Budi menyebut, uang tersebut guna mengurus lahan seluas 1.828 hektare. Uang yang dikumpulkan ditukarkan ke valuta asing (valas).
"Dalam pengumpulan uang tersebut, diduga uang-uang yang dikumpulkan kemudian dikonversi dalam bentuk Singapore Dollar," ujarnya.
Seiring berjalannya kasus ini, mencuat adanya penyerahan amplop dari Suhardiman Amby ke Menteri Kehutanan, Raja Juli Antoni.
Penyidik tengah mendalami dugaan apakah uang yang dikonversi ke Dolar Singapura itu dimasukkan ke dalam amplop yang ditujukan untuk Raja Juli.
"Karena memang dari keterangan awal bahwa ada pemberian yang dilakukan oleh Bupati kepada Pak Menteri di Kemenhut, yang kemudian oleh Pak Menteri juga sudah dikonfirmasi dan disampaikan secara clear terkait dengan tanggal pemberiannya, kemudian tanggal pengembaliannya, dan juga bahkan tanggal pelaporan penolakan gratifikasi kepada KPK di tanggal 3 Juli kemarin," ucapnya.
Sebelumnya, KPK menetapkan Suhardiman sebagai tersangka kasus dugaan suap pengisian jabatan perangkat daerah setempat. Selain itu, KPK mengatakan ada dugaan penerimaan lain oleh Suhardiman.
"Selain dugaan tindak pidana korupsi suap jabatan di lingkungan Pemkab Kuansing, KPK juga menemukan adanya dugaan penerimaan lainnya oleh SA terkait pelepasan kawasan Hutan Produksi Terbatas (HPT)," kata Taufik.

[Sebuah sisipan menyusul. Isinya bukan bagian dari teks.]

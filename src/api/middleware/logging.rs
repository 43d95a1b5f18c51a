use axum::{extract::Request, http::StatusCode, middleware::Next, response::Response};
use std::time::Instant;
use tracing::{debug, info};
use uuid::Uuid;

/// Query parameters whose values never reach the logs
const SENSITIVE_PARAMS: &[&str] = &["access_token", "token", "password", "secret"];

/// Middleware to log all HTTP requests and responses with structured data
pub async fn logging_middleware(request: Request, next: Next) -> Response {
    let start = Instant::now();
    let request_id = Uuid::new_v4().to_string();

    let method = request.method().to_string();
    let path = request.uri().path().to_string();
    let query = request.uri().query().unwrap_or("").to_string();
    let user_agent = request
        .headers()
        .get("user-agent")
        .and_then(|v| v.to_str().ok())
        .unwrap_or("unknown")
        .to_string();

    debug!(
        request_id = %request_id,
        method = %method,
        path = %path,
        query = %sanitize_query(&query),
        user_agent = %user_agent,
        "Incoming request"
    );

    let response = next.run(request).await;

    let duration = start.elapsed();
    let status = response.status();

    if completes_at_info(status) {
        info!(
            request_id = %request_id,
            method = %method,
            path = %path,
            status = %status.as_u16(),
            duration_ms = %duration.as_millis(),
            "Request completed"
        );
    } else {
        debug!(
            request_id = %request_id,
            method = %method,
            path = %path,
            status = %status.as_u16(),
            duration_ms = %duration.as_millis(),
            "Request completed"
        );
    }

    response
}

/// Error responses are logged once, with their errcode, by the error hook
fn completes_at_info(status: StatusCode) -> bool {
    !(status.is_client_error() || status.is_server_error())
}

/// Mask the values of sensitive query parameters
fn sanitize_query(query: &str) -> String {
    query
        .split('&')
        .map(|pair| match pair.split_once('=') {
            Some((key, _)) if SENSITIVE_PARAMS.contains(&key) => format!("{}=***", key),
            _ => pair.to_string(),
        })
        .collect::<Vec<_>>()
        .join("&")
}

#[cfg(test)]
mod tests {
    use super::*;

    #[test]
    fn test_errors_stay_below_info() {
        assert!(completes_at_info(StatusCode::OK));
        assert!(completes_at_info(StatusCode::NO_CONTENT));
        assert!(!completes_at_info(StatusCode::NOT_FOUND));
        assert!(!completes_at_info(StatusCode::INTERNAL_SERVER_ERROR));
    }

    #[test]
    fn test_sanitize_query() {
        assert_eq!(sanitize_query(""), "");
        assert_eq!(sanitize_query("since=s72594_4483_1934"), "since=s72594_4483_1934");
        assert_eq!(sanitize_query("access_token=syt_abc"), "access_token=***");
        assert_eq!(
            sanitize_query("filter=0&access_token=syt_abc&timeout=30000"),
            "filter=0&access_token=***&timeout=30000"
        );
        assert_eq!(
            sanitize_query("token=a&password=b"),
            "token=***&password=***"
        );
    }
}
use anyhow::{Context, Result};
use tracing::info;
use tracing_subscriber::{layer::SubscriberExt, util::SubscriberInitExt};

use matrix_scaffold::{build_server, config::Config};

#[tokio::main]
async fn main() -> Result<()> {
    // Load configuration first: DEBUG decides the default log level
    let config = Config::from_env().context("Failed to load configuration")?;

    // Initialize logging
    tracing_subscriber::registry()
        .with(
            tracing_subscriber::EnvFilter::try_from_default_env()
                .unwrap_or_else(|_| config.log_filter().into()),
        )
        .with(tracing_subscriber::fmt::layer())
        .init();

    info!(
        debug = config.logging.debug,
        error_format = %config.errors.format,
        "Configuration loaded successfully"
    );

    let server = build_server(config).context("Failed to register routes")?;
    info!(routes = server.routes().len(), "Routes registered");

    server.start().await.context("Server error")?;

    Ok(())
}
mod logging;

pub use logging::logging_middleware;
use axum::{
    extract::{Request, State},
    http::{header, HeaderMap, StatusCode},
    middleware::Next,
    response::{IntoResponse, Response},
};
use std::any::Any;
use tracing::{error, warn};

use super::catalogue::{lookup, ErrorDescriptor};
use super::failure::Failure;
use super::response::{render_response, ErrorFormat, ErrorReport};
use crate::metrics::ERROR_RESPONSES_TOTAL;

/// Global error hook: every 4xx/5xx response leaves with a catalogue body
///
/// Responses produced by [`Failure`] are re-rendered in the configured shape.
/// Framework-generated errors (unmatched methods, extractor rejections, caught
/// panics) have their status looked up in the catalogue. Other JSON bodies pass
/// through untouched.
pub async fn handle_errors(
    State(format): State<ErrorFormat>,
    request: Request,
    next: Next,
) -> Response {
    let method = request.method().clone();
    let path = request.uri().path().to_string();

    let mut response = next.run(request).await;
    let status = response.status();
    if !(status.is_client_error() || status.is_server_error()) {
        return response;
    }

    let report = response.extensions_mut().remove::<ErrorReport>();
    let (descriptor, cause) = match report {
        Some(report) => (report.descriptor, report.cause),
        None if is_json(response.headers()) => return response,
        None => (lookup(status.as_u16()).clone(), None),
    };

    log_failure(status, &descriptor, cause.as_deref(), method.as_str(), &path);
    ERROR_RESPONSES_TOTAL
        .with_label_values(&[descriptor.code.as_str()])
        .inc();

    let mut rendered = render_response(format, status, &descriptor);
    for (name, value) in response.headers() {
        if name != header::CONTENT_TYPE && name != header::CONTENT_LENGTH {
            rendered.headers_mut().append(name.clone(), value.clone());
        }
    }
    rendered
}

/// Router fallback for unmatched paths
pub async fn not_found() -> Failure {
    Failure::not_found()
}

/// Converts a caught handler panic into an internal server error
pub fn handle_panic(panic: Box<dyn Any + Send + 'static>) -> Response {
    let message = if let Some(s) = panic.downcast_ref::<String>() {
        s.clone()
    } else if let Some(s) = panic.downcast_ref::<&str>() {
        s.to_string()
    } else {
        "unknown panic payload".to_string()
    };

    Failure::Other(anyhow::anyhow!("handler panicked: {}", message)).into_response()
}

fn is_json(headers: &HeaderMap) -> bool {
    headers
        .get(header::CONTENT_TYPE)
        .and_then(|v| v.to_str().ok())
        .map(|ct| ct.contains("json"))
        .unwrap_or(false)
}

fn log_failure(
    status: StatusCode,
    descriptor: &ErrorDescriptor,
    cause: Option<&str>,
    method: &str,
    path: &str,
) {
    let cause = cause.unwrap_or("");
    if status.is_server_error() {
        error!(
            status = %status.as_u16(),
            errcode = %descriptor.code,
            method = %method,
            path = %path,
            cause = %cause,
            "Request failed"
        );
    } else {
        warn!(
            status = %status.as_u16(),
            errcode = %descriptor.code,
            method = %method,
            path = %path,
            "Request rejected"
        );
    }
}

#[cfg(test)]
mod tests {
    use super::*;
    use axum::http::HeaderValue;

    #[test]
    fn test_is_json() {
        let mut headers = HeaderMap::new();
        assert!(!is_json(&headers));
        headers.insert(header::CONTENT_TYPE, HeaderValue::from_static("text/plain"));
        assert!(!is_json(&headers));
        headers.insert(header::CONTENT_TYPE, HeaderValue::from_static("application/json"));
        assert!(is_json(&headers));
        headers.insert(header::CONTENT_TYPE, HeaderValue::from_static("application/hal+json"));
        assert!(is_json(&headers));
    }

    #[test]
    fn test_handle_panic_is_internal_error() {
        let response = handle_panic(Box::new("kaboom"));
        assert_eq!(response.status(), StatusCode::INTERNAL_SERVER_ERROR);
        let report = response.extensions().get::<ErrorReport>().unwrap();
        assert_eq!(report.cause.as_deref(), Some("handler panicked: kaboom"));
    }
}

"Adapun, uang yang diminta diduga adalah sebagian dari Sisa Hasil Usaha (SHU) anggota KUD yang merupakan para petani di Kuansing. Dengan kata lain, penghasilan para petani yang berkisar ratusan ribu rupiah per bulannya tersebut, harus dipotong setengahnya," sambungnya.